## WHAT THIS TASK INVOLVES:
Find the lines below holding the word "backslash" and copy each of them.

Saved data entries
────────────────

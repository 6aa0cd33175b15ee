use crate::RuleAction;

/// User-visible path rule consisting of a pattern and an action.
///
/// The rule itself is a lightweight value; pattern compilation happens when a
/// [`Matcher`](crate::Matcher) is constructed.
#[derive(Clone, Debug, Eq, PartialEq, Hash)]
pub struct Rule {
    action: RuleAction,
    pattern: String,
}

impl Rule {
    /// Creates an include rule for `pattern`.
    #[must_use]
    pub fn include(pattern: impl Into<String>) -> Self {
        Self {
            action: RuleAction::Include,
            pattern: pattern.into(),
        }
    }

    /// Creates an exclude rule for `pattern`.
    #[must_use]
    pub fn exclude(pattern: impl Into<String>) -> Self {
        Self {
            action: RuleAction::Exclude,
            pattern: pattern.into(),
        }
    }

    /// Returns the rule action.
    #[must_use]
    pub const fn action(&self) -> RuleAction {
        self.action
    }

    /// Returns the pattern text associated with the rule.
    #[must_use]
    pub fn pattern(&self) -> &str {
        &self.pattern
    }
}
//! Helpers deriving include rules from extension lists and concatenating
//! rule lists.

use crate::path::ascii_lower;
use crate::Rule;

/// Converts an extension list into include rules with `*.ext` patterns.
///
/// Accepted forms are `txt`, `.txt`, and `*.txt`; values are trimmed,
/// ASCII-lowered, and empty results are skipped. Input order is preserved.
#[must_use]
pub fn extension_rules<I, S>(extensions: I) -> Vec<Rule>
where
    I: IntoIterator<Item = S>,
    S: AsRef<str>,
{
    extensions
        .into_iter()
        .filter_map(|extension| {
            let ext = extension.as_ref().trim();
            let ext = ext.strip_prefix("*.").unwrap_or(ext);
            let ext = ext.trim_start_matches('.');
            let ext = ascii_lower(ext);
            if ext.is_empty() {
                None
            } else {
                Some(Rule::include(format!("*.{ext}")))
            }
        })
        .collect()
}

/// Concatenates rule lists into a new list, preserving order.
#[must_use]
pub fn merge_rules(rule_sets: &[&[Rule]]) -> Vec<Rule> {
    let total = rule_sets.iter().map(|set| set.len()).sum();
    let mut merged = Vec::with_capacity(total);
    for set in rule_sets {
        merged.extend_from_slice(set);
    }

    merged
}

#[cfg(test)]
mod tests {
    use super::*;
    use crate::RuleAction;

    #[test]
    fn accepts_all_extension_forms() {
        let rules = extension_rules(["txt", ".md", "*.PAA"]);
        let patterns: Vec<_> = rules.iter().map(Rule::pattern).collect();
        assert_eq!(patterns, ["*.txt", "*.md", "*.paa"]);
        assert!(rules.iter().all(|rule| rule.action() == RuleAction::Include));
    }

    #[test]
    fn skips_empty_values() {
        let rules = extension_rules(["", "  ", "*.", "...", "c"]);
        let patterns: Vec<_> = rules.iter().map(Rule::pattern).collect();
        assert_eq!(patterns, ["*.c"]);
    }

    #[test]
    fn merge_preserves_order_without_aliasing() {
        let first = vec![Rule::exclude("a"), Rule::include("b")];
        let second = vec![Rule::exclude("c")];
        let merged = merge_rules(&[&first, &second]);

        assert_eq!(merged.len(), 3);
        assert_eq!(merged[0].pattern(), "a");
        assert_eq!(merged[2].pattern(), "c");

        // The merged list owns its rules; the inputs are untouched.
        drop(first);
        assert_eq!(merged[1].pattern(), "b");
    }

    #[test]
    fn merge_concatenation_law() {
        let a = vec![Rule::exclude("x")];
        let b = vec![Rule::include("y"), Rule::exclude("z")];
        let joint = merge_rules(&[&a, &b]);
        let mut split = merge_rules(&[&a]);
        split.extend(merge_rules(&[&b]));
        assert_eq!(joint, split);
    }
}
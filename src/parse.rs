//! Line-oriented parser for the gitignore-like rule grammar.

use std::borrow::Cow;
use std::io::BufRead;
use std::sync::Arc;

use crate::{Rule, RuleAction, RuleError};

/// Parses rules from a UTF-8 byte stream, one rule per line.
///
/// Blank lines and lines starting with `#` are skipped. A leading `!` makes
/// an include rule, plain lines make exclude rules, and `\#` / `\!` escape
/// the leading comment and negation tokens. Trailing spaces and tabs are
/// trimmed unless the last one is escaped with a backslash.
///
/// # Errors
///
/// Returns [`RuleError::Parse`] when reading from the stream fails.
/// Malformed patterns are not detected here; they are rejected when a
/// [`Matcher`](crate::Matcher) compiles them.
pub fn parse_rules<R: BufRead>(reader: R) -> Result<Vec<Rule>, RuleError> {
    let mut rules = Vec::new();
    for line in reader.lines() {
        let line = line.map_err(|error| RuleError::Parse {
            error: Arc::new(error),
        })?;
        if let Some(rule) = parse_rule_line(&line) {
            rules.push(rule);
        }
    }

    Ok(rules)
}

/// Parses rules from in-memory text. Infallible: there is no stream to fail.
#[must_use]
pub fn parse_rules_str(src: &str) -> Vec<Rule> {
    src.lines().filter_map(parse_rule_line).collect()
}

fn parse_rule_line(line: &str) -> Option<Rule> {
    let line = line.strip_suffix('\r').unwrap_or(line);
    if line.is_empty() {
        return None;
    }

    let trimmed = trim_trailing_spaces(line);
    let mut text: &str = &trimmed;
    if text.is_empty() || text.starts_with('#') {
        return None;
    }

    if text.starts_with("\\#") {
        text = &text[1..];
    }

    let action = if let Some(rest) = text.strip_prefix('!') {
        text = rest;
        RuleAction::Include
    } else {
        if text.starts_with("\\!") {
            text = &text[1..];
        }
        RuleAction::Exclude
    };

    if text.is_empty() {
        return None;
    }

    Some(match action {
        RuleAction::Include => Rule::include(text),
        RuleAction::Exclude => Rule::exclude(text),
    })
}

/// Trims trailing spaces and tabs; a backslash-escaped trailing blank keeps
/// the blank, drops the backslash, and stops the trim.
fn trim_trailing_spaces(line: &str) -> Cow<'_, str> {
    let bytes = line.as_bytes();
    let mut end = bytes.len();
    while end > 0 && (bytes[end - 1] == b' ' || bytes[end - 1] == b'\t') {
        if end >= 2 && bytes[end - 2] == b'\\' {
            let mut unescaped = String::with_capacity(end - 1);
            unescaped.push_str(&line[..end - 2]);
            unescaped.push(bytes[end - 1] as char);
            return Cow::Owned(unescaped);
        }

        end -= 1;
    }

    Cow::Borrowed(&line[..end])
}

#[cfg(test)]
mod tests {
    use super::*;

    #[test]
    fn blank_lines_and_comments_skipped() {
        let rules = parse_rules_str("\n# comment\n   \n*.tmp\n");
        assert_eq!(rules, vec![Rule::exclude("*.tmp")]);
    }

    #[test]
    fn negation_makes_include_rule() {
        let rules = parse_rules_str("!keep.txt\n");
        assert_eq!(rules, vec![Rule::include("keep.txt")]);
    }

    #[test]
    fn escaped_leading_tokens_are_literal() {
        let rules = parse_rules_str("\\#not-a-comment\n\\!not-a-negation\n");
        assert_eq!(
            rules,
            vec![Rule::exclude("#not-a-comment"), Rule::exclude("!not-a-negation")]
        );
    }

    #[test]
    fn trailing_whitespace_trimmed() {
        let rules = parse_rules_str("pattern   \t\n");
        assert_eq!(rules, vec![Rule::exclude("pattern")]);
    }

    #[test]
    fn escaped_trailing_space_survives() {
        let rules = parse_rules_str("name\\ \n");
        assert_eq!(rules, vec![Rule::exclude("name ")]);
    }

    #[test]
    fn escaped_space_stops_further_trimming() {
        // Only blanks after the escaped one are dropped; the escape itself
        // preserves exactly one blank.
        let rules = parse_rules_str("name\\  \n");
        assert_eq!(rules, vec![Rule::exclude("name ")]);
    }

    #[test]
    fn crlf_and_trailing_carriage_return_handled() {
        let rules = parse_rules_str("a.txt\r\nb.txt\r");
        assert_eq!(rules, vec![Rule::exclude("a.txt"), Rule::exclude("b.txt")]);
    }

    #[test]
    fn bare_negation_is_skipped() {
        assert!(parse_rules_str("!\n").is_empty());
    }

    #[test]
    fn reader_and_string_agree() {
        let src = "*.log\n!keep.log\n# note\n";
        let from_reader = parse_rules(src.as_bytes()).expect("parse from reader");
        assert_eq!(from_reader, parse_rules_str(src));
    }
}
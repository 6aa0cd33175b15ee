//! Matcher-internal compiled representation of one rule.
//!
//! Compilation picks the cheapest strategy that preserves the gitignore-like
//! semantics of the source pattern. Component rules (no slash) and simple
//! path rules are matched by hand-rolled scanners; only patterns combining a
//! character class with path semantics fall back to a regex.

use regex::Regex;

use crate::path::{ascii_lower, normalize_pattern};
use crate::{Rule, RuleAction, RuleError};

#[derive(Clone, Debug)]
pub(crate) struct CompiledRule {
    strategy: Strategy,
    action: RuleAction,
    /// Source pattern started with `/`.
    anchored: bool,
    /// Source pattern ended with `/`.
    dir_only: bool,
}

/// Matching strategy selected at compile time. `Component*` variants carry
/// patterns without a slash and match against path components; `Path*`
/// variants match against the whole candidate.
#[derive(Clone, Debug)]
enum Strategy {
    ComponentExact(String),
    ComponentGlob(SegmentPattern),
    ComponentRegex(Regex),
    PathExact(String),
    PathSegments(Vec<SegmentPattern>),
    PathPrefixSegments(Vec<SegmentPattern>),
    PathRegex(Regex),
    PathDirRegex(Regex),
}

/// Precompiled single-segment pattern with `*`/`?` wildcards.
#[derive(Clone, Debug)]
struct SegmentPattern {
    text: String,
    wildcard: bool,
}

impl SegmentPattern {
    fn new(text: &str) -> Self {
        Self {
            wildcard: text.contains(['*', '?']),
            text: text.to_string(),
        }
    }

    fn matches(&self, segment: &str) -> bool {
        if !self.wildcard {
            return segment == self.text;
        }

        match_simple_wildcard(self.text.as_bytes(), segment.as_bytes())
    }
}

impl CompiledRule {
    /// Compiles one source rule into the cheapest matching strategy.
    pub(crate) fn compile(rule: &Rule, case_insensitive: bool) -> Result<Self, RuleError> {
        let pattern = normalize_pattern(rule.pattern());
        let pattern = if case_insensitive {
            ascii_lower(&pattern).into_owned()
        } else {
            pattern
        };

        if pattern.is_empty() {
            return Err(invalid_pattern(rule.pattern(), "empty"));
        }

        let anchored = pattern.starts_with('/');
        let dir_only = pattern.ends_with('/');
        let trimmed = pattern.trim_matches('/');
        if trimmed.is_empty() {
            return Err(invalid_pattern(rule.pattern(), "empty after normalization"));
        }

        // Anchored patterns ("/name") must be matched against the full path
        // from the root even without an explicit slash inside.
        let has_slash = trimmed.contains('/') || anchored;
        let has_meta = has_glob_meta(trimmed);
        let has_class = has_char_class(trimmed);

        let strategy = if !has_slash {
            if !has_meta {
                Strategy::ComponentExact(trimmed.to_string())
            } else if !has_class {
                Strategy::ComponentGlob(SegmentPattern::new(trimmed))
            } else {
                let body = format!("^{}$", component_regex_body(trimmed));
                Strategy::ComponentRegex(compile_regex(&body, rule.pattern())?)
            }
        } else if !has_meta {
            Strategy::PathExact(trimmed.to_string())
        } else if let Some(prefix) = double_star_prefix(trimmed) {
            Strategy::PathPrefixSegments(split_segments(prefix))
        } else if simple_segments(trimmed) {
            Strategy::PathSegments(split_segments(trimmed))
        } else {
            // Fallback for char classes and complex "**" combinations.
            let body = path_regex_body(trimmed);
            let head = if anchored { "^" } else { "(?:^|.*/)" };
            if dir_only {
                let source = format!("{head}{body}(?:/.*)?$");
                Strategy::PathDirRegex(compile_regex(&source, rule.pattern())?)
            } else {
                let source = format!("{head}{body}$");
                Strategy::PathRegex(compile_regex(&source, rule.pattern())?)
            }
        };

        Ok(Self {
            strategy,
            action: rule.action(),
            anchored,
            dir_only,
        })
    }

    pub(crate) const fn action(&self) -> RuleAction {
        self.action
    }

    /// Reports whether this rule matches a normalized candidate path.
    pub(crate) fn matches(&self, candidate: &str, is_dir: bool) -> bool {
        if candidate.is_empty() {
            return false;
        }

        match &self.strategy {
            Strategy::ComponentExact(text) => {
                if self.dir_only {
                    match_dir_only_components(candidate, is_dir, |segment| segment == text)
                } else {
                    path_base(candidate) == text
                }
            }
            Strategy::ComponentGlob(segment) => {
                if self.dir_only {
                    match_dir_only_components(candidate, is_dir, |s| segment.matches(s))
                } else {
                    segment.matches(path_base(candidate))
                }
            }
            Strategy::ComponentRegex(re) => {
                if self.dir_only {
                    match_dir_only_components(candidate, is_dir, |s| re.is_match(s))
                } else {
                    re.is_match(path_base(candidate))
                }
            }
            Strategy::PathExact(text) => {
                match_exact_path(text, candidate, is_dir, self.anchored, self.dir_only)
            }
            Strategy::PathSegments(segments) => {
                match_path_segments(segments, candidate, self.anchored, self.dir_only)
            }
            Strategy::PathPrefixSegments(prefix) => {
                match_path_prefix_double_star(prefix, candidate, self.anchored)
            }
            Strategy::PathRegex(re) | Strategy::PathDirRegex(re) => re.is_match(candidate),
        }
    }
}
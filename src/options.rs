use crate::{Rule, RuleAction};

/// Configuration for [`Matcher`](crate::Matcher) construction and decisions.
#[derive(Clone, Copy, Debug, Eq, PartialEq)]
pub struct MatcherOptions {
    /// Action applied when no rule matched.
    pub default_action: RuleAction,
    /// Enables ASCII case-insensitive matching (`A`–`Z` folded to `a`–`z`).
    pub case_insensitive: bool,
}

impl Default for MatcherOptions {
    fn default() -> Self {
        Self {
            default_action: RuleAction::Include,
            case_insensitive: false,
        }
    }
}

/// Configuration for a hierarchical rules [`Provider`](crate::Provider).
#[derive(Clone, Debug, Default)]
pub struct ProviderOptions {
    /// Name of the rules file loaded in each directory along the path chain.
    ///
    /// `None` (or a blank value) selects the default `.pathfilter`. The name
    /// must be a single path component: separators, `.` and `..` are rejected
    /// at provider construction.
    pub rules_file_name: Option<String>,
    /// In-memory rules evaluated before any directory-loaded rules.
    pub base_rules: Vec<Rule>,
    /// Matching behavior shared by all compiled matchers.
    pub matcher_options: MatcherOptions,
    /// Enables resolved-path validation that blocks rules files reached
    /// through symlinks escaping the provider root. Off by default to keep
    /// the cold path cheap.
    pub symlink_escape_check: bool,
}

/// One directory entry input for the provider batch APIs.
#[derive(Clone, Debug, Eq, PartialEq)]
pub struct DirEntry {
    /// Entry name relative to the target directory, without separators.
    pub name: String,
    /// Whether the entry is a directory.
    pub is_dir: bool,
}

impl DirEntry {
    /// Creates an entry for a file or directory named `name`.
    #[must_use]
    pub fn new(name: impl Into<String>, is_dir: bool) -> Self {
        Self {
            name: name.into(),
            is_dir,
        }
    }

    /// Creates a directory entry named `name`.
    #[must_use]
    pub fn dir(name: impl Into<String>) -> Self {
        Self::new(name, true)
    }
}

────────────────

## SOLVED EXERCISE:
/// trimmed unless the last one is escaped with a backslash.
/// Trims trailing spaces and tabs; a backslash-escaped trailing blank keeps
/// the blank, drops the backslash, and stops the trim.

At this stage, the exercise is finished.